For me, I read "active" not as "active voice" but as "marked by activity," "in action." That's how I understand the distinction he draws between characteristics of verbs and of adjectives. But the text is ambiguous on that point. (I also understand "ce qui se conduit" as passive, but with a different emphasis than "ce qui est conduit.")

Isn't a "prise" basically "what takes hold"? Also, "redite" seems to fit nicely into his schema (and mine of perfect/imperfect), particularly when you compare it to "dit." (However, _doigté_ is an excellent exception. Thanks for pointing it out! I will put it in my list of past-participle substantives that I'm collecting.)

But I get the sense you don't really buy it, which is totally fine.
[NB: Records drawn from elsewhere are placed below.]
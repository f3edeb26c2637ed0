use std::sync::Arc;
use std::sync::atomic::Ordering;
use std::time::{Duration, Instant};

use axum::extract::ws::{Message, WebSocket};
use tokio::sync::mpsc;
use tracing::{debug, warn};

use tictactoe_core::{ClientMessage, ServerMessage};

use crate::db;
use crate::identity::{Identity, PlayerId};
use crate::session::{GameSession, Outcome};
use crate::state::AppState;

/// Top-level WebSocket handler, spawned per connection.
pub async fn handle_socket(
    state: Arc<AppState>,
    mut socket: WebSocket,
    identity: Identity,
    game_id: String,
) {
    let _slot = ConnectionSlot::acquire(&state);
    let player_id = identity.id;

    let (tx, mut rx) = mpsc::unbounded_channel::<ServerMessage>();
    let session = match state.registry.join(&game_id, identity, tx) {
        Ok((session, _mark)) => session,
        Err(err) => {
            warn!(game_id = %game_id, player_id, error = %err, "join rejected");
            let msg = ServerMessage::Error {
                error: err.to_string(),
            };
            let _ = send_json(&mut socket, &msg).await;
            let _ = socket.send(Message::Close(None)).await;
            return;
        }
    };
    let _seat = SeatGuard {
        state: Arc::clone(&state),
        session: Arc::clone(&session),
        player: player_id,
    };

    let mut limiter = RateLimiter::new(state.config.max_messages_per_second);

    loop {
        tokio::select! {
            // Outbound: forward queued ServerMessage to the WebSocket.
            outbound = rx.recv() => {
                let Some(msg) = outbound else {
                    // Session closed underneath us.
                    break;
                };
                if send_json(&mut socket, &msg).await.is_err() {
                    break;
                }
            }
            // Inbound: read from the WebSocket.
            inbound = socket.recv() => {
                match inbound {
                    Some(Ok(Message::Text(text))) => {
                        if !limiter.allow(Instant::now()) {
                            let msg = ServerMessage::Error {
                                error: "Rate limited".into(),
                            };
                            if send_json(&mut socket, &msg).await.is_err() {
                                break;
                            }
                            continue;
                        }

                        let client_msg: ClientMessage = match serde_json::from_str(&text) {
                            Ok(m) => m,
                            Err(e) => {
                                warn!(game_id = %game_id, player_id, error = %e, "undecodable frame");
                                break;
                            }
                        };

                        handle_message(&state, &session, player_id, client_msg);
                    }
                    Some(Ok(Message::Close(_))) | None => break,
                    Some(Err(e)) => {
                        debug!(game_id = %game_id, player_id, error = %e, "socket error");
                        break;
                    }
                    Some(Ok(_)) => continue,
                }
            }
        }
    }

    debug!(game_id = %game_id, player_id, "connection closed");
}

/// Dispatch a single client message.
fn handle_message(state: &AppState, session: &GameSession, player: PlayerId, msg: ClientMessage) {
    match msg {
        ClientMessage::Move { position } => {
            let result = session.apply_move(player, position);
            record_outcomes(state, result.outcomes());
        }
        ClientMessage::NewGame => {
            session.reset();
        }
        ClientMessage::Unknown => {
            debug!(game_id = %session.id(), player_id = player, "unknown message ignored");
        }
    }
}

/// Persist results off the game path. A failed write is logged and dropped.
fn record_outcomes(state: &AppState, outcomes: Vec<(PlayerId, Outcome)>) {
    if outcomes.is_empty() {
        return;
    }
    let pool = state.db.clone();
    tokio::spawn(async move {
        for (player, outcome) in outcomes {
            if let Err(e) = db::record_outcome(&pool, player, outcome).await {
                warn!(player_id = player, ?outcome, error = %e, "failed to record outcome");
            }
        }
    });
}

async fn send_json(socket: &mut WebSocket, msg: &ServerMessage) -> Result<(), axum::Error> {
    match serde_json::to_string(msg) {
        Ok(json) => socket.send(Message::Text(json.into())).await,
        Err(e) => {
            warn!(error = %e, "failed to encode server message");
            Ok(())
        }
    }
}

/// Counts this socket against `max_connections` for as long as it lives.
struct ConnectionSlot {
    state: Arc<AppState>,
}

impl ConnectionSlot {
    fn acquire(state: &Arc<AppState>) -> Self {
        state.connection_count.fetch_add(1, Ordering::Relaxed);
        Self {
            state: Arc::clone(state),
        }
    }
}

impl Drop for ConnectionSlot {
    fn drop(&mut self) {
        self.state.connection_count.fetch_sub(1, Ordering::Relaxed);
    }
}

/// Gives up the player's seat however the handler exits.
struct SeatGuard {
    state: Arc<AppState>,
    session: Arc<GameSession>,
    player: PlayerId,
}

impl Drop for SeatGuard {
    fn drop(&mut self) {
        self.state.registry.leave(&self.session, self.player);
    }
}

/// Fixed one-second window.
struct RateLimiter {
    limit: u32,
    count: u32,
    window_start: Instant,
}

impl RateLimiter {
    fn new(limit: u32) -> Self {
        Self {
            limit,
            count: 0,
            window_start: Instant::now(),
        }
    }

    fn allow(&mut self, now: Instant) -> bool {
        if now.duration_since(self.window_start) > Duration::from_secs(1) {
            self.window_start = now;
            self.count = 0;
        }
        self.count = self.count.saturating_add(1);
        self.count <= self.limit
    }
}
In the parts of the (overly long) citation I gave above, Roché does discuss that at different periods different genders were favored for substantivizations. So it could just be that certain substantives became solidified earlier than others. But at least if I'm projecting my own desires onto a bare fact of language, I can share my folie à deux with Roché.


----------



## CapnPrep

lucas-sp said:


> (I also understand "ce qui se conduit" as passive, but with a different emphasis than "ce qui est conduit.")


No one said anything about _ce qui se conduit_. The distinction is between _le fait de se conduire _[active, not a reflexive passive] and _ce qui est conduit_ [passive]. _Conduite_ only has the active meaning, whereas _découverte_ for example can refer to both _le fait de découvrir_ and _ce qui est découvert_.



			
				lucas-sp said:
			
		

> Isn't a "prise" basically "what takes hold"?


No… it is either _le fait de prendre_ or _ce qui est pris_, but not _ce qui prend_.



			
				lucas-sp said:
			
		

> But at least if I'm projecting my own desires onto a bare fact of language, I can share my folie à deux with Roché.


Roché is an excellent linguist whose statements are based on data, not desires.


----------



## lucas-sp

I would think that Roché is implying that "une prise" is "ce qui se prend" (and not "ce qui est pris"); similarly "une découverte" is "ce qui se découvre." That seems fairly clear from the description he gives of "conduite" (Roché did say something about "ce qui est conduit"; he describes it as the opposite of what he calls "valeur verbale"). How do you understand his distinction between "valeur verbale" and "valeur adjectivale"? It seems obvious to me that the notion of "valeur verbale" means that it preserves the flavor of in-action-ness of the verb, thus a processive or imperfect quality. This is why I kindof thought his description of the "originary series of [feminine] formations" dovetailed with my own intuition here.

Following on what I feel to be your reading of Roché's distinction: It is surprising, though, that "doigté" - since it is "une manière de doigter" or "le fait de doigter" - would be masculine. That contradicts Roché's claim that "this series is exclusively feminine." But in the sense of "tact" it could be considered to fit in with the perfect quality of "dit" or "écrit" (doigté = ce qui a été bien doigté) and in the musical sense of "fingering" it also has a perfect element, referring to something done in the past ("What fingering did you use to play that passage?"). In this case I feel that the perfect/imperfect criterion might work better than Roché's other criterion of active or reflexive/pure passive.

It's true that if my hypothesis seems to play out here, it need not be the only rule structuring these nominalizations. Perhaps the two (your reading of Roché's rule and my other generalization) are not necessarily incompatible, and interact and interfere with each other.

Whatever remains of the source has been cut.